Ilustração antiga. Posturas de Yoga

Ilustração ancestral de āsana. Índia.

(…) A finalidade dessas posturas meditativas é sempre a mesma: “A cessação absoluta da perturbação dos contrários” (dvandvāna-bhighātah; Yoga-sūtra, II.48). Alcança-se então certa “neutralidade” dos sentidos; a consciência não é mais perturbada pela “presença do corpo”, conquistando-se a primeira etapa em direção ao isolamento da consciência e interceptando as pontes que permitem a comunicação com a atividade sensorial.

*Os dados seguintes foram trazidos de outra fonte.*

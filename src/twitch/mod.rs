//! Twitch IRCチャット

pub mod adapter;
pub mod emotes;
pub mod errors;
pub mod types;

pub use adapter::TwitchAdapter;
pub use errors::TwitchError;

O āsana marca com nitidez a transcendência da condição humana. Se essa “parada”, essa invulnerabilidade em relação aos contrários, ao mundo exterior, representa uma regressão (…) o āsana é o primeiro passo concreto tendo em vista abolir as modalidades humanas de existência. O certo é que a postura corporal – imóvel, hierática – imita outra condição além da humana: no estado de āsana, o yogin pode ser comparado a uma planta ou estátua divina; não poderia ser equiparado ao homem que, por definição, é móvel, agitado, arrítmico. A nível do corpo, o āsana é uma ekāgrāta, uma concentração em um só ponto; o corpo está “firmado”, “concentrado” em uma única posição. Assim ekāgrāta põe fim às flutuações e à dispersão dos “estados de consciência”,  āsana põe fim à mobilidade e à disponibilidade do corpo, reduzindo a infinidade das posições possíveis a uma só postura, arquetípica, iconográfica.”

ELIADE, M. (1972) YOGA IMORTALIDADE E LIBERDADE. Trad. Teresa de Barros Velloso. Trans. Lia Diskin. São Paulo: Editora Palas Athena, 1997. 398p.